> [WORK REQUIRED] Give a count of the lines below that have the string "NamedTempFile" in them, with no other words.
-- GIVEN RECORDS follows --
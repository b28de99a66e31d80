//! The file_utils module contains utility functions related to interactions with the filesystem.

use std::fs;
use std::io::{ErrorKind, Write};
use std::path::Path;

use log::debug;
use tempfile::NamedTempFile;

use crate::util::error::*;

/// `get_file_as_byte_vec` takes a Path containing a file name and returns a vector of bytes containing
/// the contents of that file or an [Error::FileRead] naming the file.
pub fn get_file_as_byte_vec(filename: &Path) -> Result<Vec<u8>> {
    fs::read(filename).map_err(|e| Error::FileRead {
        path: filename.display().to_string(),
        kind: e.kind(),
    })
}

/// `file_exists` returns `Ok(true)` when the indicated file can be inspected, `Ok(false)` when it is
/// not present and an [Error::FileAccess] when inspection fails for any other reason.
pub fn file_exists(filename: &Path) -> Result<bool> {
    match fs::metadata(filename) {
        Ok(_) => Ok(true),
        Err(e) if e.kind() == ErrorKind::NotFound => Ok(false),
        Err(e) => Err(Error::FileAccess {
            path: filename.display().to_string(),
            kind: e.kind(),
        }),
    }
}

/// `write_file_atomically` writes `bytes` to a temporary file in the same folder as `filename` then
/// renames the temporary file over `filename`. A failure at any point leaves the existing file
/// untouched. When `filename` already exists, its permissions carry over to the replacement.
pub fn write_file_atomically(filename: &Path, bytes: &[u8]) -> Result<()> {
    let to_err = |kind: ErrorKind| Error::FileWrite {
        path: filename.display().to_string(),
        kind,
    };

    let folder = match filename.parent() {
        Some(p) if !p.as_os_str().is_empty() => p,
        _ => Path::new("."),
    };

    let mut tmp = NamedTempFile::new_in(folder).map_err(|e| to_err(e.kind()))?;
    tmp.write_all(bytes).map_err(|e| to_err(e.kind()))?;
    tmp.flush().map_err(|e| to_err(e.kind()))?;
    if let Ok(md) = fs::metadata(filename) {
        tmp.as_file()
            .set_permissions(md.permissions())
            .map_err(|e| to_err(e.kind()))?;
    }
    tmp.as_file().sync_all().map_err(|e| to_err(e.kind()))?;
    tmp.persist(filename).map_err(|e| to_err(e.error.kind()))?;
    debug!("Wrote {} bytes to {}", bytes.len(), filename.display());
    Ok(())
}

#[test]
fn non_existent_file() {
    let r = get_file_as_byte_vec(Path::new("tests/examples/nonexistent.pem"));
    assert_eq!(
        Err(Error::FileRead {
            path: "tests/examples/nonexistent.pem".to_string(),
            kind: ErrorKind::NotFound
        }),
        r
    );
    assert_eq!(
        Ok(false),
        file_exists(Path::new("tests/examples/nonexistent.pem"))
    );
    assert_eq!(Ok(true), file_exists(Path::new("tests/examples/root_ca_one.pem")));
}

#[test]
fn atomic_write_replaces_contents() {
    let dir = tempfile::tempdir().unwrap();
    let target = dir.path().join("ca.json");
    fs::write(&target, b"old").unwrap();
    write_file_atomically(&target, b"new").unwrap();
    assert_eq!(b"new".to_vec(), fs::read(&target).unwrap());

    // no temporary files are left behind
    let count = fs::read_dir(dir.path()).unwrap().count();
    assert_eq!(1, count);
}

#[test]
fn atomic_write_to_missing_folder() {
    let dir = tempfile::tempdir().unwrap();
    let target = dir.path().join("missing").join("ca.json");
    let r = write_file_atomically(&target, b"new");
    assert!(matches!(r, Err(Error::FileWrite { .. })));
}

#[cfg(unix)]
#[test]
fn atomic_write_keeps_permissions() {
    use std::os::unix::fs::PermissionsExt;

    let dir = tempfile::tempdir().unwrap();
    let target = dir.path().join("ca.json");
    fs::write(&target, b"old").unwrap();
    fs::set_permissions(&target, fs::Permissions::from_mode(0o644)).unwrap();

    write_file_atomically(&target, b"new").unwrap();
    let mode = fs::metadata(&target).unwrap().permissions().mode();
    assert_eq!(0o644, mode & 0o777);
    assert_eq!(b"new".to_vec(), fs::read(&target).unwrap());
}
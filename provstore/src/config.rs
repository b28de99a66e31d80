//! Authority configuration file support.
//!
//! Only the attributes consulted when managing provisioners are modeled: `authority.enableAdmin`
//! and `authority.provisioners`. All other content is carried in flattened maps so that saving a
//! loaded configuration does not discard anything.
//!
//! A minimal configuration is shown below.
//!
//! ```json
//! {
//!   "root": "/home/user/.step/certs/root_ca.crt",
//!   "address": ":443",
//!   "authority": {
//!     "enableAdmin": false,
//!     "provisioners": [
//!       {"type": "JWK", "name": "admin@example.com", "key": {"kid": "abc123"}}
//!     ]
//!   }
//! }
//! ```

use std::path::Path;

use log::debug;
use serde::{Deserialize, Serialize};
use serde_json::{Map, Value};

use crate::provisioner::{is_false, Provisioner};
use crate::util::error::*;
use crate::util::file_utils::{get_file_as_byte_vec, write_file_atomically};

/// The `authority` section of the configuration.
#[derive(Clone, Debug, Default, PartialEq, Serialize, Deserialize)]
#[serde(rename_all = "camelCase")]
pub struct AuthConfig {
    /// Indicates provisioners are managed through the administration API
    #[serde(default, skip_serializing_if = "is_false")]
    pub enable_admin: bool,
    /// Static provisioners, used only when the administration API is disabled
    #[serde(default, skip_serializing_if = "Vec::is_empty")]
    pub provisioners: Vec<Provisioner>,
    /// Remaining authority attributes
    #[serde(flatten)]
    pub other: Map<String, Value>,
}

/// Authority configuration.
#[derive(Clone, Debug, Default, PartialEq, Serialize, Deserialize)]
pub struct Config {
    /// The `authority` section
    #[serde(default)]
    pub authority: AuthConfig,
    /// Remaining top-level attributes
    #[serde(flatten)]
    pub other: Map<String, Value>,
}

/// `load_configuration` reads and parses the configuration file at `path`.
///
/// Errors:
/// - [Error::FileRead] if the file cannot be read
/// - [Error::ConfigLoad] if the file is not a well-formed configuration
pub fn load_configuration(path: &Path) -> Result<Config> {
    let json = get_file_as_byte_vec(path)?;
    let config: Config = serde_json::from_slice(&json).map_err(|e| Error::ConfigLoad {
        path: path.display().to_string(),
        reason: e.to_string(),
    })?;
    debug!(
        "Loaded {} with enableAdmin={} and {} provisioners",
        path.display(),
        config.authority.enable_admin,
        config.authority.provisioners.len()
    );
    Ok(config)
}

impl Config {
    /// `save` writes the configuration to `path` as indented JSON. The existing file, if any, is
    /// replaced atomically.
    pub fn save(&self, path: &Path) -> Result<()> {
        let mut json = serde_json::to_vec_pretty(self).map_err(|e| {
            Error::InvalidArgument(format!("error serializing configuration: {}", e))
        })?;
        json.push(b'\n');
        write_file_atomically(path, &json)
    }
}

#[test]
fn load_save_preserves_content() {
    let dir = tempfile::tempdir().unwrap();
    let path = dir.path().join("ca.json");
    let json = r#"{
        "root": "/certs/root_ca.crt",
        "db": {"type": "badgerv2", "dataSource": "/db"},
        "authority": {
            "claims": {"maxTLSCertDuration": "48h"},
            "provisioners": [{"type": "ACME", "name": "acme", "forceCN": true}]
        }
    }"#;
    std::fs::write(&path, json).unwrap();

    let config = load_configuration(&path).unwrap();
    assert!(!config.authority.enable_admin);
    assert_eq!(1, config.authority.provisioners.len());
    assert!(config.authority.provisioners[0].force_cn);
    assert!(config.authority.other.contains_key("claims"));
    assert!(config.other.contains_key("db"));

    config.save(&path).unwrap();
    let reloaded = load_configuration(&path).unwrap();
    assert_eq!(config, reloaded);
    let v: Value = serde_json::from_slice(&std::fs::read(&path).unwrap()).unwrap();
    assert!(v["authority"].get("enableAdmin").is_none());
    assert_eq!("badgerv2", v["db"]["type"]);
}

#[test]
fn load_malformed() {
    let dir = tempfile::tempdir().unwrap();
    let path = dir.path().join("ca.json");
    std::fs::write(&path, "{\"authority\": ").unwrap();
    let r = load_configuration(&path);
    assert!(matches!(r, Err(Error::ConfigLoad { .. })));

    let r = load_configuration(&dir.path().join("missing.json"));
    assert!(matches!(r, Err(Error::FileRead { .. })));
}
-- GIVEN RECORDS concluded --
> [FINISHED TASK] 2